The connection deepened in quiet ways. Shared meals, shared silences. Rhea noticed how Tomas never rushed her, how he seemed content to move at the pace she set. It frightened her. She had learned to equate closeness with loss. The memory of failed worlds still lived in her chest, heavy and unresolved.
The warning came during a routine diagnostic. The gas giant below began to emit unstable radiation bursts, stronger than predicted. Calyx shielding could withstand short exposure, but prolonged instability would force evacuation. The council convened quickly. Plans were drafted. Tomas was assigned to pilot critical data and personnel to safety if needed.
Rhea listened from the edge of the room, numb. Calyx was her refuge, her penance, her fragile hope. Leaving felt like another abandonment.
Later she found Tomas in the flight prep bay, running checks on his vessel. The space smelled of metal and recycled air.
You knew this was possible, he said gently.
I know, she replied. That does not make it easier.
He looked at her with an intensity that made her chest tighten. I volunteered to stay as long as possible. To help if evacuation becomes necessary.
Her throat closed. You do not owe this station anything.
No, he said. But I owe myself the chance not to run.
The admission broke something open in her. She had never asked him why he drifted from place to place, never stayed long. Now she saw the same fear reflected back at her.
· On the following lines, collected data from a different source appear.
async fn run_checklist(
    analyzers: &Analyzers,
    session: &SharedSession,
    config: &CallConfig,
    language: &str,
) {
    let (candidates, transcript) = {
        let mut s = session.lock().await;
        let mut pending = Vec::new();
        for stage in &config.stages {
            for item in &stage.items {
                if s.should_check_item(&item.id) {
                    s.mark_item_checked(&item.id);
                    pending.push(item.clone());
                }
            }
        }
        (pending, s.checklist_window().to_string())
    };

    for item in &candidates {
        let check = analyzers.checklist.check(item, &transcript, language).await;
        if check.completed {
            let accepted = session.lock().await.complete_item(&item.id, &check.evidence);
            if accepted {
                tracing::info!(item = %item.id, confidence = check.confidence, "Checklist item completed");
            }
        }
    }
}

async fn run_card_extraction(
    analyzers: &Analyzers,
    session: &SharedSession,
    config: &CallConfig,
    language: &str,
) {
    let (current_values, transcript) = {
        let s = session.lock().await;
        (s.card_values(), s.card_window().to_string())
    };

    let updates = analyzers
        .card
        .extract(&transcript, &current_values, &config.client_card_fields, language)
        .await;
    if updates.is_empty() {
        return;
    }

    let mut s = session.lock().await;
    for (field_id, update) in updates {
        if s.apply_card_update(&field_id, update.value, update.evidence, update.confidence, update.label)
        {
            tracing::info!(field = %field_id, "Client card field filled");
        }
    }
}
impl CallSession {
    pub fn new(call_id: impl Into<String>, config: CallConfig) -> Self {
        let language = config.language.clone();
        Self {
            call_id: call_id.into(),
            config,
            language,
            is_recording: false,
            current_stage_id: None,
            last_tip: None,
            started_at: Instant::now(),
            stage_entered_secs: 0.0,
            transcript: String::new(),
            items: HashMap::new(),
            used_evidence: HashSet::new(),
            card: HashMap::new(),
            viewers: HashMap::new(),
        }
    }

    pub fn elapsed_secs(&self) -> f64 {
        self.started_at.elapsed().as_secs_f64()
    }

    pub fn stage_elapsed_secs(&self) -> f64 {
        (self.elapsed_secs() - self.stage_entered_secs).max(0.0)
    }

    // ── Transcript ────────────────────────────────────────────────

    /// Append transcribed segments and trim the rolling transcript.
    pub fn append_segments(&mut self, segments: &[TranscriptSegment]) {
        for segment in segments {
            let text = segment.text.trim();
            if text.is_empty() {
                continue;
            }
            if !self.transcript.is_empty() {
                self.transcript.push(' ');
            }
            if !segment.speaker.is_empty() {
                self.transcript.push_str(&format!("[{}] ", segment.speaker));
            }
            self.transcript.push_str(text);
        }

        let words: Vec<&str> = self.transcript.split_whitespace().collect();
        if words.len() > MAX_TRANSCRIPT_WORDS {
            self.transcript = words[words.len() - MAX_TRANSCRIPT_WORDS..].join(" ");
        }
    }

    pub fn transcript(&self) -> &str {
        &self.transcript
    }

    pub fn stage_window(&self) -> &str {
        tail_chars(&self.transcript, STAGE_WINDOW_CHARS)
    }

    pub fn checklist_window(&self) -> &str {
        tail_chars(&self.transcript, CHECKLIST_WINDOW_CHARS)
    }

    pub fn card_window(&self) -> &str {
        tail_chars(&self.transcript, CARD_WINDOW_CHARS)
    }

    pub fn coaching_window(&self) -> &str {
        tail_chars(&self.transcript, COACHING_WINDOW_CHARS)
    }

    pub fn transcript_preview(&self) -> &str {
        tail_chars(&self.transcript, PREVIEW_CHARS)
    }

    // ── Stage ─────────────────────────────────────────────────────

    /// Record a stage change; a repeat of the current stage is a no-op.
    pub fn set_stage(&mut self, stage_id: &str) {
        if self.current_stage_id.as_deref() == Some(stage_id) {
            return;
        }
        tracing::info!(call_id = %self.call_id, stage = %stage_id, "Stage change");
        self.current_stage_id = Some(stage_id.to_string());
        self.stage_entered_secs = self.elapsed_secs();
    }

    // ── Checklist ─────────────────────────────────────────────────

    pub fn is_item_completed(&self, item_id: &str) -> bool {
        self.items.get(item_id).is_some_and(|s| s.completed)
    }

    pub fn completed_item_ids(&self) -> HashSet<String> {
        self.items
            .iter()
            .filter(|(_, s)| s.completed)
            .map(|(id, _)| id.clone())
            .collect()
    }

    pub fn item_state(&self, item_id: &str) -> Option<&ItemState> {
        self.items.get(item_id)
    }

    /// Whether the ingest pipeline should spend an inference round on this
    /// item now. Completed items never re-check; pending items honor a
    /// per-item cooldown.
    pub fn should_check_item(&self, item_id: &str) -> bool {
        match self.items.get(item_id) {
            Some(state) if state.completed => false,
            Some(state) => match state.last_checked_secs {
                Some(at) => self.elapsed_secs() - at >= ITEM_COOLDOWN_SECS,
                None => true,
            },
            None => true,
        }
    }

    pub fn mark_item_checked(&mut self, item_id: &str) {
        let elapsed = self.elapsed_secs();
        self.items.entry(item_id.to_string()).or_default().last_checked_secs = Some(elapsed);
    }

    /// Complete an item with evidence. Returns false when the same
    /// evidence already completed another item; one quote cannot prove
    /// two different actions.
    pub fn complete_item(&mut self, item_id: &str, evidence: &str) -> bool {
        if self.is_item_completed(item_id) {
            return true;
        }

        let normalized = evidence.trim().to_lowercase();
        if !normalized.is_empty() && !self.used_evidence.insert(normalized) {
            tracing::debug!(call_id = %self.call_id, item_id, "Duplicate evidence rejected");
            return false;
        }

        let state = self.items.entry(item_id.to_string()).or_default();
        state.completed = true;
        state.evidence = evidence.trim().to_string();
        state.manual = false;
        true
    }

    /// Rep clicked the item: flip completion without evidence rules.
    pub fn toggle_item_manual(&mut self, item_id: &str) -> bool {
        let state = self.items.entry(item_id.to_string()).or_default();
        state.completed = !state.completed;
        state.manual = true;
        state.evidence.clear();
        state.completed
    }

    // ── Client card ───────────────────────────────────────────────

    pub fn card_values(&self) -> HashMap<String, String> {
        self.card
            .iter()
            .map(|(id, e)| (id.clone(), e.value.clone()))
            .collect()
    }

    pub fn card(&self) -> &HashMap<String, CardEntry> {
        &self.card
    }

    /// Write-once: extracted values never overwrite an existing entry.
    pub fn apply_card_update(
        &mut self,
        field_id: &str,
        value: String,
        evidence: String,
        confidence: f64,
        label: String,
    ) -> bool {
        if self.card.contains_key(field_id) {
            return false;
        }
        self.card.insert(
            field_id.to_string(),
            CardEntry {
                value,
                evidence,
                confidence,
                label,
                manual: false,
            },
        );
        true
    }

    /// Manual edits from the coach view always win.
    pub fn set_card_field_manual(&mut self, field_id: &str, value: String) {
        let label = self
            .config
            .client_card_fields
            .iter()
            .find(|f| f.id == field_id)
            .map(|f| f.label.clone())
            .unwrap_or_else(|| field_id.to_string());
        self.card.insert(
            field_id.to_string(),
            CardEntry {
                value,
                evidence: String::new(),
                confidence: 1.0,
                label,
                manual: true,
            },
        );
    }

    // ── Viewers / broadcast ───────────────────────────────────────

    /// Register a coach viewer; returns its key and the receiving end the
    /// socket forwarder drains.
    pub fn add_viewer(&mut self) -> (Uuid, mpsc::Receiver<String>) {
        let (tx, rx) = mpsc::channel(VIEWER_QUEUE_DEPTH);
        let key = Uuid::new_v4();
        self.viewers.insert(key, tx);
        (key, rx)
    }

    pub fn remove_viewer(&mut self, key: &Uuid) {
        self.viewers.remove(key);
    }

    pub fn viewer_count(&self) -> usize {
        self.viewers.len()
    }

    /// Fan a serialized payload out to every viewer. Viewers whose queue
    /// is full or closed are dropped; membership heals itself.
    pub fn broadcast(&mut self, payload: &str) {
        let mut dead = Vec::new();
        for (key, tx) in &self.viewers {
            if tx.try_send(payload.to_string()).is_err() {
                dead.push(*key);
            }
        }
        for key in dead {
            tracing::debug!(call_id = %self.call_id, viewer = %key, "Dropping unresponsive viewer");
            self.viewers.remove(&key);
        }
    }

    #[cfg(test)]
    fn advance_clock(&mut self, secs: f64) {
        self.started_at -= std::time::Duration::from_secs_f64(secs);
    }
}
The radiation bursts worsened over the following days. Calyx shuddered during peaks, systems straining. Rhea worked around the clock to protect the botanical ring, adjusting parameters, whispering encouragement to plants that could not hear her. Tomas remained close, ferrying supplies, standing watch.
One night, during a particularly violent surge, the power flickered. Emergency lighting bathed the ring in amber. Rhea felt the station lurch and lost her balance. Tomas caught her, his arms solid around her.
I am here, he said.
She clung to him, tears soaking his shoulder. I am so tired of watching things die.
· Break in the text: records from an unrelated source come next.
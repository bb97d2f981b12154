//! Dedicated transcription + diarization microservice.
//!
//! The only provider with real speaker separation, so it sits first in
//! the priority order whenever its endpoint is configured.
//!
//! Contract: `POST {endpoint}/transcribe` as multipart form-data with
//! `file`, `language`, and optionally `num_speakers`; optional bearer
//! auth. The response carries segments with speaker labels and
//! per-segment confidence.

use std::time::Duration;

use async_trait::async_trait;
use serde::Deserialize;

use crate::config::TranscriptionConfig;

use super::{TranscriptSegment, TranscriptionProvider};

#[derive(Deserialize)]
struct DiarizationResponse {
    #[serde(default)]
    segments: Vec<DiarizedSegment>,
    #[serde(default)]
    num_speakers: u32,
    #[serde(default)]
    duration: f64,
}

#[derive(Debug, Clone, Deserialize)]
pub struct DiarizedSegment {
    #[serde(default)]
    pub start: f64,
    #[serde(default)]
    pub end: f64,
    #[serde(default)]
    pub text: String,
    #[serde(default)]
    pub speaker: String,
    #[serde(default)]
    pub confidence: f64,
}

pub struct DiarizationProvider {
    http: reqwest::Client,
    endpoint: Option<String>,
    api_token: Option<String>,
}

impl DiarizationProvider {
    pub fn new(config: &TranscriptionConfig) -> Self {
        Self {
            http: reqwest::Client::builder()
                .timeout(Duration::from_secs(config.request_timeout_secs))
                .build()
                .unwrap_or_default(),
            endpoint: config.diarization_endpoint.clone(),
            api_token: config.diarization_api_token.clone(),
        }
    }

    /// Full diarization call; `num_speakers` hints the speaker count when
    /// the caller knows it.
    pub async fn transcribe_with_diarization(
        &self,
        wav: &[u8],
        language: &str,
        num_speakers: Option<u32>,
    ) -> Vec<DiarizedSegment> {
        let Some(endpoint) = &self.endpoint else {
            return Vec::new();
        };

        let file_part = match reqwest::multipart::Part::bytes(wav.to_vec())
            .file_name("audio.wav")
            .mime_str("audio/wav")
        {
            Ok(p) => p,
            Err(_) => reqwest::multipart::Part::bytes(wav.to_vec()).file_name("audio.wav"),
        };

        let mut form = reqwest::multipart::Form::new()
            .part("file", file_part)
            .text("language", language.to_string());
        if let Some(n) = num_speakers {
            form = form.text("num_speakers", n.to_string());
        }

        let url = format!("{}/transcribe", endpoint.trim_end_matches('/'));
        let mut request = self.http.post(&url).multipart(form);
        if let Some(token) = &self.api_token {
            request = request.bearer_auth(token);
        }

        let response = match request.send().await {
            Ok(r) => r,
            Err(err) => {
                tracing::error!(%err, %url, "Diarization request failed");
                return Vec::new();
            }
        };

        if !response.status().is_success() {
            let status = response.status().as_u16();
            let body: String = response
                .text()
                .await
                .unwrap_or_default()
                .chars()
                .take(300)
                .collect();
            tracing::error!(status, %body, "Diarization API error");
            return Vec::new();
        }

        let parsed: DiarizationResponse = match response.json().await {
            Ok(p) => p,
            Err(err) => {
                tracing::error!(%err, "Diarization returned unparseable body");
                return Vec::new();
            }
        };

        tracing::info!(
            segments = parsed.segments.len(),
            speakers = parsed.num_speakers,
            duration_secs = parsed.duration,
            "Diarized transcription complete"
        );

        parsed
            .segments
            .into_iter()
            .filter(|s| !s.text.trim().is_empty())
            .collect()
    }
}

#[async_trait]
impl TranscriptionProvider for DiarizationProvider {
    fn name(&self) -> &'static str {
        "diarize"
    }

    fn is_available(&self) -> bool {
        self.endpoint.is_some()
    }

    fn supports_diarization(&self) -> bool {
        true
    }

    async fn transcribe(&self, wav: &[u8], language: &str) -> Vec<TranscriptSegment> {
        self.transcribe_with_diarization(wav, language, None)
            .await
            .into_iter()
            .map(|s| TranscriptSegment {
                start: s.start,
                end: s.end,
                text: s.text.trim().to_string(),
                speaker: s.speaker,
            })
            .collect()
    }
}

// ── Tests ─────────────────────────────────────────────────────────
He held her without trying to fix it, without offering false reassurance. In that stillness, surrounded by fragile life, Rhea allowed herself to feel everything she had buried. The grief, the fear, the longing to build something that lasted.
The next council message arrived at dawn. Evacuation was mandatory. Calyx would be abandoned until the gas giant stabilized, if it ever did. Rhea read the notice in silence, her hands trembling.
She found Tomas on the observation deck, staring at the planet bands swirling below.
You will leave, she said.
Yes.
And then.
He turned to her fully. And then I want to know where you are going.
The simplicity of the statement undid her. She had assumed this would be another ending, clean and necessary. Instead he offered continuation, uncertain but real.
I do not know how to carry this with me, she admitted. The work. The loss.
You do not have to carry it alone, he said.
They packed in silence, the station preparing for departure. Rhea moved through the botanical ring one last time, committing every detail to memory. Tomas followed, respectful of the ritual.
On the shuttle, as Calyx receded into distance, Rhea felt the familiar ache of leaving. But this time it was tempered by something new. Tomas hand in hers, steady and warm.
The evacuation fleet set course for a smaller station in a safer orbit. Temporary. Imperfect. Rhea knew she would start again, with fewer illusions and more care. She looked at Tomas, at the quiet resolve in his expression.
What happens after this, she asked.
We stay in orbit, he replied. We see what remains.
As the stars stretched and the gas giant faded into memory, Rhea allowed herself to believe that survival was not the absence of loss, but the choice to keep tending what could still grow.